Lo conocí cuando ya era un hombre mayor, había desertado de sus propias cocinas y, detrás de la barra del bar, observaba a los clientes sin elaborar ya nada. Sin embargo, alguna vez, de tarde en tarde, en honor de algún invitado o una ocasión especial, retomaba su tarea —pero sólo para consagrarse a los sashimis. Estos últimos años esas ocasiones, que en sí ya eran excepcionales, se habían hecho cada vez menos frecuentes, hasta constituir acontecimientos extraordinarios.

Por aquel entonces yo era un joven crítico cuya carrera estaba sólo en sus prometedores inicios, y disimulaba una arrogancia que habría podido pasar por presunción y que sólo más tarde se reconocería como la señal de mi virtuosismo. Con fingida humildad tomé asiento, pues, en el bar del Oshiri, a solas, para una cena que anticipaba honrosa. Nunca en mi vida había probado el pescado crudo y esperaba que me procurara un placer nuevo. De hecho, nada en mi carrera de gastrónomo incipiente me había preparado para ello. Sólo se me venía a las mientes, sin comprender su significado, la palabra «terruño» —pero hoy sé que si hablamos en términos de terruño es sólo por la mitología que es nuestra infancia, y que si inventamos ese mundo de tradiciones arraigadas en la tierra y la identidad de una región es porque queremos solidificar, objetivar esos años mágicos, que precedieron, para no volver jamás, el horror de hacerse adulto. Sólo la voluntad encarnizada de que un mundo desaparecido perdure pese al paso del tiempo puede explicar esta creencia en la existencia de un «terruño» —es toda una vida la que pasó y no volverá, un agregado de sabores, olores y aromas dispersos que se sedimenta en los ritos ancestrales, en los platos típicos de cada lugar, crisoles de una memoria ilusoria que quiere convertir la arena en oro y el tiempo en eternidad. No hay gran cocina, antes al contrario, sin evolución, sin erosión ni olvido. Precisamente porque es elaboración sin tregua, y en esa elaboración se mezclan el pasado y el futuro, el aquí y el allá, lo crudo y lo cocido, lo salado y lo dulce, la cocina ha pasado a ser un arte, y puede seguir viviendo porque no se ha fosilizado en la obsesión de quienes no quieren morir.

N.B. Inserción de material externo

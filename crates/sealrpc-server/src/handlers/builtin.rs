// ============================================
// File: crates/sealrpc-server/src/handlers/builtin.rs
// ============================================
//! # Built-in Methods
//!
//! ## Creation Reason
//! Gives a freshly started server something to answer, so deployments can
//! be smoke-tested with `sealrpc-call` before any application is wired in.
//!
//! ## Main Functionality
//! - `Calc.Add`: `{"A": 5, "B": 3}` → `{"Sum": 8}`
//! - `Diagnostics.Echo`: returns its argument bytes unchanged
//!
//! ## Last Modified
//! v0.1.0 - Initial built-in methods

use anyhow::Context;
use bytes::Bytes;
use serde::{Deserialize, Serialize};

use crate::error::Result;
use crate::registry::MethodRegistry;

/// Name of the addition method.
pub const CALC_ADD: &str = "Calc.Add";

/// Name of the echo method.
pub const DIAGNOSTICS_ECHO: &str = "Diagnostics.Echo";

/// Arguments of `Calc.Add`.
#[derive(Debug, Clone, Copy, PartialEq, Eq, Serialize, Deserialize)]
pub struct AddArgs {
    /// Left operand.
    #[serde(rename = "A")]
    pub a: i64,
    /// Right operand.
    #[serde(rename = "B")]
    pub b: i64,
}

/// Reply of `Calc.Add`.
#[derive(Debug, Clone, Copy, PartialEq, Eq, Serialize, Deserialize)]
pub struct AddReply {
    /// `A + B`.
    #[serde(rename = "Sum")]
    pub sum: i64,
}

/// Adds the two operands of a JSON `AddArgs` payload.
///
/// # Errors
/// Fails on malformed JSON or when the sum overflows `i64`.
pub fn calc_add(args: Bytes) -> anyhow::Result<Vec<u8>> {
    let args: AddArgs = serde_json::from_slice(&args).context("invalid Calc.Add arguments")?;
    let sum = args
        .a
        .checked_add(args.b)
        .context("Calc.Add overflowed")?;
    Ok(serde_json::to_vec(&AddReply { sum })?)
}

/// Returns the argument bytes unchanged.
///
/// # Errors
/// Never fails.
pub fn echo(args: Bytes) -> anyhow::Result<Vec<u8>> {
    Ok(args.to_vec())
}

/// Registers every built-in method.
///
/// # Errors
/// Returns `DuplicateMethod` if one of the names is already taken.
pub fn register_builtin(registry: &MethodRegistry) -> Result<()> {
    registry.register(CALC_ADD, calc_add)?;
    registry.register(DIAGNOSTICS_ECHO, echo)?;
    Ok(())
}

#[cfg(test)]
mod tests {
    use super::*;

    #[test]
    fn test_calc_add() {
        let reply = calc_add(Bytes::from_static(br#"{"A":5,"B":3}"#)).unwrap();
        let reply: AddReply = serde_json::from_slice(&reply).unwrap();
        assert_eq!(reply.sum, 8);
    }

    #[test]
    fn test_calc_add_rejects_bad_input() {
        assert!(calc_add(Bytes::from_static(b"not json")).is_err());
        let overflow = format!(r#"{{"A":{},"B":1}}"#, i64::MAX);
        assert!(calc_add(Bytes::from(overflow)).is_err());
    }

    #[test]
    fn test_register_builtin_twice() {
        let registry = MethodRegistry::new();
        register_builtin(&registry).unwrap();
        assert_eq!(registry.names(), vec![CALC_ADD, DIAGNOSTICS_ECHO]);
        assert!(register_builtin(&registry).is_err());
    }
}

Es, pues, decir poco que, entre guisos y potajes, yo llegaba virgen de todo contacto —pero no de todo prejuicio— con la cocina japonesa, al bar del Oshiri, donde se atareaba una legión de cocineros que ocultaba casi, al fondo a la derecha, a un hombrecillo encorvado sentado sobre una silla. En el restaurante, exento de toda decoración, de sala espartana y sillas austeras, reinaba un bullicioso jaleo, propio de los lugares donde la mesa y el servicio satisfacen de por sí a los comensales. No tenía nada de extraño. No tenía nada de particular. ¿Por qué lo hizo? ¿Acaso sabía quién era yo, acaso la pequeña reputación que yo empezaba a forjarme en el mundillo de la gastronomía había llegado hasta sus oídos de anciano hastiado? ¿Fue acaso por él? ¿O fue por mí? ¿Qué hace que un hombre maduro, de vuelta de todas sus emociones, pese a todo reanime en él la llama vacilante que, en una última exhibición, quema su fuerza viva? ¿Qué hay en la confrontación entre el que abdica y el que conquista: filiación o renuncia? Abismos del misterio —ni una sola vez posó su mirada sobre mí, salvo al final: unos ojos vacíos, devastados, que no transmitían nada.